Girándose y sintiendo mi presencia, una sonrisa amarga apareció en su rostro.
—Qué sorpresa verte aquí, Ren.
—Eso es lo que obtienes por regodearte de la desgracia de alguien más.
Sentándome y sacando mi uniforme de entrenamiento, me cambié rápidamente.
—Pero estaba preparado para eso.
Poniéndome los pantalones cortos, hice una pausa ligeramente y miré a Kevin.
—En realidad, ¿cuál es el punto de aceptar cada pelea?
—Son buenos muñecos de práctica.
Rodando los ojos, respondí:
—Estúpido, si quieres verdaderos muñecos de práctica solo entrena con las máquinas de realidad virtual.
La máquina de realidad virtual tenía una función especial que permitía a las personas luchar contra modelos virtuales de héroes conocidos.
Aunque no podía replicar su experiencia de combate en su totalidad, eran mucho mejores que los estudiantes contra los que Kevin estaba peleando.
Después de todo, eran carne de cañón.
—Simplemente no es lo mismo.
—¿Cómo es eso?
—Porque la sensación no es la misma.
Oyendo su respuesta, una vez más rodé los ojos.
«Supongo que ese 1% realmente le molesta».
Estirando mi cuello, me levanté.
—Bueno, tú haces lo tuyo.
No planeo desperdiciar mi día luchando sin fin contra oponentes.
Mi objetivo era simple.
Aplastar a mi oponente completamente.
Usarlo como ejemplo y disuadir a otros de desafiarme.

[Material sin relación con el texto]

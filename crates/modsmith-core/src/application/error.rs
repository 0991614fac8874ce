//! Application layer errors.
//!
//! These errors represent failures in orchestration and I/O, not business
//! rules. Business rule errors are `DomainError` from `crate::domain`.

use std::path::PathBuf;
use thiserror::Error;

use crate::error::ErrorCategory;

/// Errors that occur during application orchestration.
#[derive(Debug, Error, Clone, PartialEq)]
pub enum ApplicationError {
    /// No accepted marker file between `start` and the filesystem root.
    #[error("Not inside a Necesse mod project (searched upward from {start})", start = .start.display())]
    NotAProjectDirectory { start: PathBuf },

    /// Marker file found but a required field or directory is missing.
    #[error("Malformed project at {path}: {reason}", path = .path.display())]
    MalformedProjectConfig { path: PathBuf, reason: String },

    /// Filesystem operation failed.
    #[error("Filesystem error at {path}: {reason}", path = .path.display())]
    FilesystemError { path: PathBuf, reason: String },

    /// `git init` (or another VCS) could not be run or exited non-zero.
    #[error("Version control initialization failed: {reason}")]
    VersionControlFailed { reason: String },
}

impl ApplicationError {
    /// Build a `FilesystemError` from an io error.
    pub fn io(path: impl Into<PathBuf>, err: &std::io::Error) -> Self {
        Self::FilesystemError {
            path: path.into(),
            reason: err.to_string(),
        }
    }

    /// Get user-actionable suggestions.
    pub fn suggestions(&self) -> Vec<String> {
        match self {
            Self::NotAProjectDirectory { .. } => vec![
                "cd into your mod directory (the one containing build.gradle)".into(),
                "Or create a new mod first: modsmith new \"My Mod\"".into(),
            ],
            Self::MalformedProjectConfig { path, reason } => vec![
                format!("Inspect {}", path.display()),
                format!("Cause: {}", reason),
                "build.gradle must assign project.ext.modID = \"<id>\"".into(),
            ],
            Self::FilesystemError { path, .. } => vec![
                format!("Failed to access: {}", path.display()),
                "Check that you have write permissions".into(),
                "Ensure there is free disk space".into(),
            ],
            Self::VersionControlFailed { .. } => vec![
                "Make sure git is installed and on PATH".into(),
                "Or skip repository creation with --no-git".into(),
            ],
        }
    }

    /// Get error category.
    pub fn category(&self) -> ErrorCategory {
        match self {
            Self::NotAProjectDirectory { .. } => ErrorCategory::NotFound,
            Self::MalformedProjectConfig { .. } => ErrorCategory::Configuration,
            Self::FilesystemError { .. } | Self::VersionControlFailed { .. } => {
                ErrorCategory::Internal
            }
        }
    }
}
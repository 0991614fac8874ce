//! Driven (output) ports - implemented by infrastructure.
//!
//! The `modsmith-adapters` crate provides the implementations.

use std::path::Path;

use crate::domain::{
    ComponentOptions, ExistingProjectContext, ProjectConfig, TemplateFileSet, TemplateKind,
};
use crate::error::ModsmithResult;

/// Port for filesystem operations.
///
/// Implemented by:
/// - `modsmith_adapters::filesystem::LocalFilesystem` (production)
/// - `modsmith_adapters::filesystem::MemoryFilesystem` (testing)
///
/// Every call completes before returning; services issue them strictly in
/// sequence.
#[cfg_attr(test, mockall::automock)]
pub trait Filesystem: Send + Sync {
    /// Create a directory and all parent directories. Existing dirs are fine.
    fn create_dir_all(&self, path: &Path) -> ModsmithResult<()>;

    /// Write content to a file, replacing any previous content.
    fn write_file(&self, path: &Path, content: &str) -> ModsmithResult<()>;

    /// Read a whole file as UTF-8.
    fn read_to_string(&self, path: &Path) -> ModsmithResult<String>;

    /// Append content to an existing file.
    fn append_file(&self, path: &Path, content: &str) -> ModsmithResult<()>;

    /// Check if path exists.
    fn exists(&self, path: &Path) -> bool;

    /// Check if path exists and is a directory.
    fn is_dir(&self, path: &Path) -> bool;
}

/// A single rendered component source file.
#[derive(Debug, Clone, PartialEq, Eq)]
pub struct RenderedComponent {
    /// File name only, e.g. `FireSword.java`.
    pub file_name: String,
    pub content: String,
}

/// Port for text generation.
///
/// Implemented by:
/// - `modsmith_adapters::templates::BuiltinTemplates`
///
/// Both operations must be pure: identical inputs give identical output.
#[cfg_attr(test, mockall::automock)]
pub trait TemplateRenderer: Send + Sync {
    /// Render every file of a project skeleton.
    fn render_project(
        &self,
        kind: TemplateKind,
        config: &ProjectConfig,
    ) -> ModsmithResult<TemplateFileSet>;

    /// Render the Java source for one component.
    fn render_component(
        &self,
        context: &ExistingProjectContext,
        options: &ComponentOptions,
    ) -> ModsmithResult<RenderedComponent>;
}

/// Port for initializing a repository in a freshly generated project.
///
/// Implemented by:
/// - `modsmith_adapters::vcs::GitCli`
#[cfg_attr(test, mockall::automock)]
pub trait VersionControl: Send + Sync {
    fn init(&self, path: &Path) -> ModsmithResult<()>;
}
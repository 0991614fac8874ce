//! Tracing subscriber initialisation.
//!
//! Only the CLI crate is allowed to call [`init_logging`]; `modsmith-core`
//! and `modsmith-adapters` only *emit* spans and events.
//!
//! # Verbosity mapping
//!
//! | Flag(s)  | Filter level |
//! |----------|--------------|
//! | (none)   | WARN         |
//! | `-v`     | INFO         |
//! | `-vv`    | DEBUG        |
//! | `-vvv`   | TRACE        |
//! | `--quiet`| ERROR        |
//!
//! `RUST_LOG` overrides all of the above if set.

use std::io::IsTerminal as _;

use tracing_subscriber::{EnvFilter, layer::SubscriberExt, util::SubscriberInitExt};

use crate::cli::{GlobalArgs, OutputFormat};

/// Initialise the global tracing subscriber.
///
/// Must be called exactly once, before any tracing macros fire.
/// Returns an error if a subscriber is already registered.
pub fn init_logging(args: &GlobalArgs) -> anyhow::Result<()> {
    let level = derive_level(args);

    // RUST_LOG wins; otherwise every workspace crate gets the same level.
    let filter = EnvFilter::try_from_default_env().unwrap_or_else(|_| {
        EnvFilter::new(format!(
            "modsmith={level},modsmith_core={level},modsmith_adapters={level}"
        ))
    });

    let registry = tracing_subscriber::registry().with(filter);

    // Machine-readable runs get machine-readable logs.
    let result = if args.output_format == OutputFormat::Json {
        registry
            .with(
                tracing_subscriber::fmt::layer()
                    .json()
                    .with_writer(std::io::stderr),
            )
            .try_init()
    } else {
        let use_ansi = !args.no_color && std::io::stderr().is_terminal();
        registry
            .with(
                tracing_subscriber::fmt::layer()
                    .with_target(false)
                    .with_thread_ids(false)
                    .with_file(false)
                    .with_line_number(false)
                    .with_ansi(use_ansi)
                    .with_writer(std::io::stderr),
            )
            .try_init()
    };
    result.map_err(|e| anyhow::anyhow!("Failed to initialise tracing: {e}"))?;

    Ok(())
}

/// Translate the verbosity counter + quiet flag to a level string.
fn derive_level(args: &GlobalArgs) -> &'static str {
    if args.quiet {
        return "error";
    }
    match args.verbose {
        0 => "warn",
        1 => "info",
        2 => "debug",
        _ => "trace",
    }
}
//! Filesystem adapters.

mod local;
mod memory;

pub use local::LocalFilesystem;
pub use memory::MemoryFilesystem;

Jin hizo lo mismo, y las cosas funcionaron bien para él.
Ahora nadie se atreve a desafiarlo.
No podía ser como Kevin, que perdería mi tiempo luchando interminablemente contra un montón de don nadies.
Después de todo, tenía otras cosas que hacer.
—Buena suerte.
—Claro, nos vemos después de que la pelea termine.
—De acuerdo.
—¡Clank!
Saliendo del vestuario, rápidamente me dirigí al recinto de la arena.
*
Al llegar antes de la arena, mi oponente, Haris, ya estaba esperándome.
Al mirar hacia arriba, vi que las gradas estaban llenas de estudiantes.
La atención de todos estaba dirigida hacia mí.
Al ver esta escena, chasqueé la lengua.
«Tsk, quién hubiera esperado que llegara un día así».
Realmente era extraño.
De tratar repentinamente de no destacar, a ahora ser el centro de atención de todos.
Con sus ojos fijos en mí, Haris se rió.
—Jeje, pensar que realmente aceptaste mi desafío.
Hoy demostraré a toda la escuela que solo eres un farsante.
Les haré saber quién es el verdadero prod-
Levantando mi mano, dije irritadamente:
—¿Puedes parar?
—¿Qué?
—¿Qué les pasa a ustedes, siempre dando discursos antes de pelear?
¿Acaso parezco alguien que se preocupa por lo que tienes que decir?
Como esta no era una pelea oficial, no había anfitriones ni locutores.
Aparte de mí, nadie más podía entender lo que él estaba diciendo.
No es que los demás realmente se preocuparan.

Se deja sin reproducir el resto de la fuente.